« On est persuadé de ce qu’on dit, c’est un sous-marin qui a coulé le Bugaled-Breizh », témoignent les marins de l’Eridan – Le procès britannique du Bugaled Breizh


« On va rentrer en terre sainte, au Pays bigouden », souffle Frédéric Stéphan et Marc Cariou, exténués de cette journée. « On ne s’est pas vu depuis des années. Quand on se revoit, c’est autour de cette histoire. On était sur le même bateau. » Ce bateau, c’est l’Eridan, le premier à s’être rendu au secours du Bugaled-Breizh, le 15 janvier 2004. Mais, depuis des années, c’est la même question : comment le chalutier a-t-il pu sombrer en 37 secondes ?
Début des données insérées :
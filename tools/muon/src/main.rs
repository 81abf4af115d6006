//! Pedantic structural checker for DWARF in ELF object files.
//!
//! Pipeline per file: read the object → locate the `.debug_*` sections →
//! run the structural checkers over them → print classified diagnostics.
//! Exit code is 0 only when no file produced an error.

mod cli;

use std::fs;
use std::path::Path;
use std::process::ExitCode;

use anyhow::{Context, Result};
use clap::Parser;
use muon_dwarf::reader::ByteOrder;
use muon_dwarf::report::{Category, Criteria, Reporter};
use muon_dwarf::{Sections, check_sections};
use muon_elf::ElfFile;

fn main() -> ExitCode {
    let cli = cli::Cli::parse();

    let mut warnings = Criteria::default_warnings();
    if cli.strict {
        warnings.accept |= Category::STRINGS;
    }
    if cli.gnu {
        warnings.reject |= Category::ACC_BLOAT;
    }
    if cli.ignore_missing {
        warnings.reject |= Category::ELF;
    }

    let only_one = cli.files.len() == 1;
    let mut total_errors = 0usize;

    for path in &cli.files {
        if !only_one {
            println!("\n{}:", path.display());
        }
        match check_file(path, warnings, cli.ignore_missing) {
            Ok(file_errors) => {
                total_errors += file_errors;
                if file_errors == 0 && !cli.quiet {
                    println!("No errors");
                }
            }
            Err(err) => {
                println!("error: {err:#}");
                total_errors += 1;
            }
        }
    }

    if total_errors == 0 {
        ExitCode::SUCCESS
    } else {
        ExitCode::FAILURE
    }
}

/// Checks one object file, returning the number of errors it produced.
fn check_file(path: &Path, warnings: Criteria, tolerate_nodebug: bool) -> Result<usize> {
    let data = fs::read(path).with_context(|| format!("cannot read '{}'", path.display()))?;
    let elf = ElfFile::parse(&data).with_context(|| format!("cannot parse '{}'", path.display()))?;

    let order = if elf.is_little_endian() {
        ByteOrder::Little
    } else {
        ByteOrder::Big
    };
    let section = |name| {
        elf.find_section_by_name(name)
            .and_then(|shdr| elf.section_data(&shdr))
    };
    let sections = Sections {
        order,
        abbrev: section(".debug_abbrev"),
        info: section(".debug_info"),
        strings: section(".debug_str"),
        aranges: section(".debug_aranges"),
        pubnames: section(".debug_pubnames"),
    };

    let mut rep = Reporter::new(warnings);
    if !sections.has_dwarf() {
        if !tolerate_nodebug {
            rep.error(format_args!(
                "{}: no DWARF debugging information found.",
                path.display()
            ));
        }
        return Ok(rep.error_count());
    }

    check_sections(&sections, tolerate_nodebug, &mut rep);
    Ok(rep.error_count())
}
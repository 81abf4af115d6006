//! `.debug_pubnames` structural checking.
//!
//! The section is a sequence of length-prefixed sets. Each set names one
//! compilation unit, restates that CU's length, and lists pairs of a
//! CU-relative DIE offset and a NUL-terminated name. An offset field of
//! zero terminates the set.

use std::io::Write;

use crate::info::{CompilationUnit, find_cu};
use crate::reader::ReadCtx;
use crate::report::{Category, Reporter, Where, check_zero_padding, read_size_extra};

/// Checks the `.debug_pubnames` section.
///
/// A damaged set is abandoned individually; parsing resumes at the next
/// length-prefixed set. `cus` is `None` when `.debug_info` was not
/// soundly parsed, in which case CU cross-checks are skipped.
pub fn check_pubnames<W: Write>(
    ctx: &mut ReadCtx<'_>,
    cus: Option<&[CompilationUnit]>,
    rep: &mut Reporter<W>,
) -> bool {
    let mut sound = true;

    while !ctx.is_eof() {
        let set_off = ctx.offset();
        let loc = Where::PubnameSet { set: set_off };

        let Ok(size32) = ctx.read_u32() else {
            rep.error(format_args!("{loc}: can't read set length."));
            return false;
        };
        let Some((size, dwarf64)) = read_size_extra(ctx, size32, rep, &loc) else {
            return false;
        };
        if (ctx.remaining() as u64) < size {
            rep.error(format_args!(
                "{loc}: section doesn't have enough data to read set of size 0x{size:x}."
            ));
            ctx.seek_to_end();
            return false;
        }
        let set_end = ctx.offset() + size;

        let mut sub = ctx.sub(set_off, set_end);
        if !check_set(&mut sub, set_off, dwarf64, cus, rep) {
            sound = false;
        }
        ctx.set_offset(set_end);
    }

    sound
}

/// Checks one pubnames set; `sub` is bounded to it.
fn check_set<W: Write>(
    sub: &mut ReadCtx<'_>,
    set_off: u64,
    dwarf64: bool,
    cus: Option<&[CompilationUnit]>,
    rep: &mut Reporter<W>,
) -> bool {
    let loc = Where::PubnameSet { set: set_off };

    // Version; nothing is keyed on it structurally.
    if sub.read_u16().is_err() {
        rep.error(format_args!("{loc}: can't read set version."));
        return false;
    }

    // CU offset
    let Ok(cu_off) = sub.read_offset(dwarf64) else {
        rep.error(format_args!("{loc}: can't read debug info offset."));
        return false;
    };
    let cu = cus.and_then(|cus| find_cu(cus, cu_off));
    if cus.is_some() && cu.is_none() {
        rep.error(format_args!("{loc}: unresolved reference to CU 0x{cu_off:x}."));
        return false;
    }
    let cloc = Where::PubnameSetCu {
        set: set_off,
        cu: cu_off,
    };

    // Covered length: must restate the CU's length
    let Ok(cu_len) = sub.read_offset(dwarf64) else {
        rep.error(format_args!("{cloc}: can't read covered length."));
        return false;
    };
    if let Some(cu) = cu {
        if cu_len != cu.length {
            rep.error(format_args!(
                "{cloc}: the set covers length {cu_len} but CU has length {}.",
                cu.length
            ));
            return false;
        }
    }

    // Offset/name pairs, terminated by a zero offset
    while !sub.is_eof() {
        let pair_off = sub.offset();
        let rloc = Where::PubnameRecord {
            set: set_off,
            cu: cu_off,
            record: pair_off,
        };
        let Ok(offset) = sub.read_offset(dwarf64) else {
            rep.error(format_args!("{rloc}: can't read offset field."));
            return false;
        };
        if offset == 0 {
            break;
        }

        // The offset is CU-relative; rebased, it must name a DIE.
        if let Some(cu) = cu {
            if !cu.die_addrs.contains(offset + cu.offset) {
                rep.error(format_args!("{rloc}: unresolved reference to DIE 0x{offset:x}."));
                return false;
            }
        }

        if sub.skip_cstr().is_err() {
            rep.error(format_args!("{rloc}: can't read symbol name."));
            return false;
        }
    }

    // Anything after the terminator must be zero padding
    if !sub.is_eof() && !check_zero_padding(sub, Category::PUBNAMES, rep, &loc) {
        rep.padding_nonzero(
            Category::PUBNAMES | Category::ERROR,
            sub.offset(),
            sub.size(),
            &loc,
        );
        return false;
    }

    true
}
Des questions, des réponses, pas de polémique

Pendant plusieurs heures, en visioconférence depuis Quimper, les deux anciens marins ont répété à la justice anglaise, à Londres, où est à nouveau jugée l’affaire, les témoignages qu’ils avaient tenus devant les policiers maritimes du Guilvinec. « Ils nous ont posé des questions et on a répondu, explique simplement Frédéric. Il n’y a pas eu de polémique. Ils reprenaient nos dépositions de l’époque. »Le 15 janvier 2004, à 12 h 23, le chalutier reçoit un appel à l’aide du Bugaled : « On chavire, vient vite. » « À ce moment-là, la seule chose à laquelle on pense, c’est de sortir les gars de l’eau. On a remonté le chalut, lancé un appel de détresse, appelé le Cross, et filé sur place, raconte Frédéric. On s’attendait à voir un bateau chaviré… Et non pas juste une plaque de gazole avec des bulles d’air qui remontaient à la surface. »Ils notent aussi la présence d’un hélicoptère jaune et de deux canots, dont un qui ne serait pas de la même couleur que celui du Bugaled-Breizh. Ils recherchent les marins, mais ne trouvent rien. « C’est arrivé au Bugaled, mais ça aurait pu nous arriver. Parfois, les bateaux se suivent à 25-30 mètres d’écart. Si ça avait été le cas, les deux partaient au fond. »

Ça avancera, que s’il y en a un qui ouvre sa gueule… Nous, on est persuadé de ce qu’on dit. C’est un sous-marin. Nous, on le sait. Mais, les familles, il faut le leur dire.

Des manœuvres militaires sur zone

Pour eux, il n’y a pas de doute, il s’agit forcément d’un sous-marin au vu de « la rapidité à laquelle il a coulé et des thèses aberrantes qui ont été racontées, comme celle de la croche mole. C’est n’importe quoi ! » De plus, ils se rappellent bien des hélicoptères gris qu’ils ont vus dans la matinée : « L’un d’eux était à moins de 50 mètres de nous. Le mec nous a même fait coucou au moment où on fumait une clope à l’arrière. C’était un hélico gris avec un sonar au pendant. Et, plus tard, quand j’ai appelé le Cross Gris nez, un gars, un militaire, m’a confirmé qu’il y avait des manœuvres militaires sur zone. Ce qui a pourtant, ensuite, été démenti pendant des années ».

« Être remis en question »

« On est toujours sûr de ce qu’on avait raconté il y a 17 ans, insiste Marc Cariou, que cette histoire hante toujours. Ce qui nous chagrine l’esprit, c’est d’être remis en question. On a un peu l’impression de pas avoir été cru par la justice. »Mais est-ce que ce que cet énième récit va permettre de faire avancer l’affaire ? Frédéric et Marc semblent en douter : « Même si on l’espère pour les familles, on n’y croit pas trop. On a été entendu, mais on a juste l’impression que c’était une formalité. Ils voulaient nous entendre dire ce qu’on a dit à l’époque. Ça n’avancera que s’il y en a un qui ouvre sa gueule… Nous, on est persuadé de ce qu’on dit. C’est un sous-marin. Nous, on le sait. Mais, les familles, il faut le leur dire ».